▶ [Problem to solve]: The response should contain only those lines of the entries below that include the string "server".

Collected data entries:
----
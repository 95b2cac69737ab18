#![forbid(unsafe_code)]

//! # Webpilot API
//!
//! The structured, transport-agnostic command surface of the engine:
//! [`WorkflowService`] exposes every command (structural edits,
//! execution, store access, plan/description versions, browser debug
//! and inspection) as plain async methods over serde bodies, and
//! [`http::router`] adapts it onto HTTP+JSON with a server-sent-events
//! stream for `browser_state` / `plan_updated` / `node_executed`.
//!
//! Production deployments embed this crate as a library and inject a
//! real browser driver and text generator; the `dev-server` feature
//! builds the `webpilot-server` binary against the scripted backend.

pub mod config;
pub mod error;
pub mod http;
pub mod render;
pub mod service;

pub use config::{ApiConfig, ConfigError};
pub use error::ApiError;
pub use service::{DriverFactory, WorkflowService};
----
▶ [Task solution]:
//! [`http::router`] adapts it onto HTTP+JSON with a server-sent-events
//! real browser driver and text generator; the `dev-server` feature
//! builds the `webpilot-server` binary against the scripted backend.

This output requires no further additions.